Se dirá que es una fecha surgida de intereses comerciales, pero soy amigo de aprovechar esta conmemoración para ponderar ese papel, cada vez menos apreciado como vocación primordial de la mujer. Porque, por supuesto, que su importancia se reconoce teóricamente en estatuas, placas de bronce y en esta celebración anual, pero es evidente que el ambiente general valora más, por ejemplo, el que una mujer llegue a primer ministro de un país, o suba al espacio en un Discovery o se destaque como ejecutiva en una empresa, que el que una mujer sea madre. Se envidia y aplaude más a una mujer que con una raqueta es "top ten”, que a otra mujer que del otro lado se esfuerza a diario, madrugando para salir a trabajar y poder alimentar y educar a sus hijos. Hay tantas madres extraordinariamente heroicas que son anónimas.

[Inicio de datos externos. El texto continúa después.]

pub mod gallows;

use ratatui::{
    buffer::Buffer,
    layout::{Alignment, Constraint, Direction, Layout, Rect},
    style::{Color, Modifier, Style},
    text::{Line, Span},
    widgets::{Block, Borders, Clear, Paragraph, Widget, Wrap},
};
use unicode_width::UnicodeWidthStr;

use crate::{
    app::{App, AppMode},
    session::GameState,
};

const HORIZONTAL_MARGIN: u16 = 5;
const VERTICAL_MARGIN: u16 = 1;
const HISTORY_WIDTH: u16 = 30;

const LEGEND: &str = "(a-z) guess (f2) attempts (f3) history (f5) new word (esc)ape";

impl Widget for &App {
    fn render(self, area: Rect, buf: &mut Buffer) {
        let status = self.status();

        // styles
        let bold_style = Style::default().add_modifier(Modifier::BOLD);
        let green_bold_style = Style::default().patch(bold_style).fg(Color::Green);
        let red_bold_style = Style::default().patch(bold_style).fg(Color::Red);
        let dim_style = Style::default().add_modifier(Modifier::DIM);
        let italic_style = Style::default().add_modifier(Modifier::ITALIC);

        let chunks = Layout::default()
            .direction(Direction::Vertical)
            .horizontal_margin(HORIZONTAL_MARGIN)
            .vertical_margin(VERTICAL_MARGIN)
            .constraints([
                Constraint::Length(2),                  // word
                Constraint::Min(gallows::height() + 2), // drawing + history
                Constraint::Length(1),                  // message / notice
                Constraint::Length(1),                  // padding
                Constraint::Length(1),                  // legend
            ])
            .split(area);

        let word_line = match status.message() {
            Some(message) => Span::styled(
                message,
                if status.state == GameState::Won {
                    green_bold_style
                } else {
                    red_bold_style
                },
            ),
            None => Span::styled(status.display_word(), bold_style),
        };
        Paragraph::new(Line::from(word_line))
            .alignment(Alignment::Center)
            .render(chunks[0], buf);

        let middle = Layout::default()
            .direction(Direction::Horizontal)
            .constraints([Constraint::Min(1), Constraint::Length(HISTORY_WIDTH)])
            .split(chunks[1]);

        let drawing: Vec<Line> = gallows::stage(status.error_level())
            .iter()
            .map(|line| Line::from(*line))
            .collect();
        let drawing_width = gallows::stage(0)[0].width() as u16;
        let drawing_area = centered(drawing_width, gallows::height(), middle[0]);
        Paragraph::new(drawing)
            .style(if status.error_count == 0 {
                dim_style
            } else {
                bold_style
            })
            .render(drawing_area, buf);

        let mut side = vec![Line::from(Span::styled(
            format!("Errors: {}/{}", status.error_count, status.max_errors),
            bold_style,
        ))];
        if self.show_history {
            side.push(Line::from(""));
            side.push(Line::from(Span::styled(
                format!("Guessed: {}", status.history()),
                Style::default().fg(Color::Cyan),
            )));
        }
        Paragraph::new(side)
            .block(Block::default().borders(Borders::LEFT))
            .wrap(Wrap { trim: true })
            .render(middle[1], buf);

        if let Some(notice) = &self.notice {
            Paragraph::new(Span::styled(notice.as_str(), Style::default().fg(Color::Yellow)))
                .alignment(Alignment::Center)
                .render(chunks[2], buf);
        }

        Paragraph::new(Span::styled(LEGEND, italic_style)).render(chunks[4], buf);

        if let AppMode::EditingMaxErrors { input } = &self.mode {
            render_max_errors_prompt(input, area, buf);
        }
    }
}

fn render_max_errors_prompt(input: &str, area: Rect, buf: &mut Buffer) {
    let popup = centered(36, 5, area);
    Clear.render(popup, buf);

    let lines = vec![
        Line::from(Span::styled(
            format!("{input}_"),
            Style::default().add_modifier(Modifier::BOLD),
        )),
        Line::from(Span::styled(
            "(enter) apply / (esc) cancel",
            Style::default().add_modifier(Modifier::ITALIC),
        )),
    ];

    Paragraph::new(lines)
        .alignment(Alignment::Center)
        .block(
            Block::default()
                .borders(Borders::ALL)
                .title("Enter max attempts (1-8)"),
        )
        .render(popup, buf);
}

/// Rect of at most `width`x`height` centered in `area`
fn centered(width: u16, height: u16, area: Rect) -> Rect {
    let width = width.min(area.width);
    let height = height.min(area.height);
    Rect {
        x: area.x + (area.width - width) / 2,
        y: area.y + (area.height - height) / 2,
        width,
        height,
    }
}
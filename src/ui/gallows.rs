/// Gallows drawing for each error level, from an empty hill to the full figure.
const STAGES: [[&str; 7]; 9] = [
    [
        "          ",
        "          ",
        "          ",
        "          ",
        "          ",
        "          ",
        "__________",
    ],
    [
        "          ",
        "  |       ",
        "  |       ",
        "  |       ",
        "  |       ",
        "  |       ",
        "__|_______",
    ],
    [
        "  _______ ",
        "  |       ",
        "  |       ",
        "  |       ",
        "  |       ",
        "  |       ",
        "__|_______",
    ],
    [
        "  _______ ",
        "  |/      ",
        "  |       ",
        "  |       ",
        "  |       ",
        "  |       ",
        "__|_______",
    ],
    [
        "  _______ ",
        "  |/    | ",
        "  |       ",
        "  |       ",
        "  |       ",
        "  |       ",
        "__|_______",
    ],
    [
        "  _______ ",
        "  |/    | ",
        "  |     O ",
        "  |       ",
        "  |       ",
        "  |       ",
        "__|_______",
    ],
    [
        "  _______ ",
        "  |/    | ",
        "  |     O ",
        "  |     | ",
        "  |       ",
        "  |       ",
        "__|_______",
    ],
    [
        "  _______ ",
        "  |/    | ",
        "  |     O ",
        "  |    /|\\",
        "  |       ",
        "  |       ",
        "__|_______",
    ],
    [
        "  _______ ",
        "  |/    | ",
        "  |     O ",
        "  |    /|\\",
        "  |    / \\",
        "  |       ",
        "__|_______",
    ],
];

/// Lines of the drawing for `level`; levels above 8 show the full figure.
pub fn stage(level: u8) -> &'static [&'static str] {
    let idx = usize::from(level).min(STAGES.len() - 1);
    &STAGES[idx]
}

pub fn height() -> u16 {
    STAGES[0].len() as u16
}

Estos días de la madre tienen un "’no se qué” de tanguero, de un cierto reconocimiento, como dicen, "a la vieja” pero, en realidad, desde que las chicas dejan de jugar a las muñecas, donde naturalmente hacen de madres antes de ser deformadas por el ambiente, ya la sociedad no le presenta más a la maternidad como un ideal entusiasmante. No. El ideal será alcanzar prestigio en lo mismo que los varones, o, si algo que ver con su femineidad, en su eficacia para atraerlos y en todo caso en función de hacer pareja, difícilmente de ser madre. ¿Cómo nos vamos a extrañar, pues, de que, en estas épocas, el lugar más peligroso estadísticamente para el hombre, sea, en el aborto, el propio vientre de su madre? ¿Cómo nos vamos a asombrar de que, programadas las mujeres por esta cultura perversa para que se realicen "liberadoramente”, sientan como un peso insoportable, o como una amenaza a su independencia el tener más de uno o dos hijos y, cuando los tienen, gozan de la conmiseración de todas sus amigas? ¿Cómo nos vamos a extrañar de que cada vez más sea un alivio para ellas el poder alejar a los chicos de la casa en guarderías, jardines, escuelas de doble turno y colonias de vacaciones? Pero una sociedad que privilegia el papel del varón sobre el de la mujer y, secundariamente, el de la pareja sobre el de la maternidad, está destinada a la decadencia y la destrucción.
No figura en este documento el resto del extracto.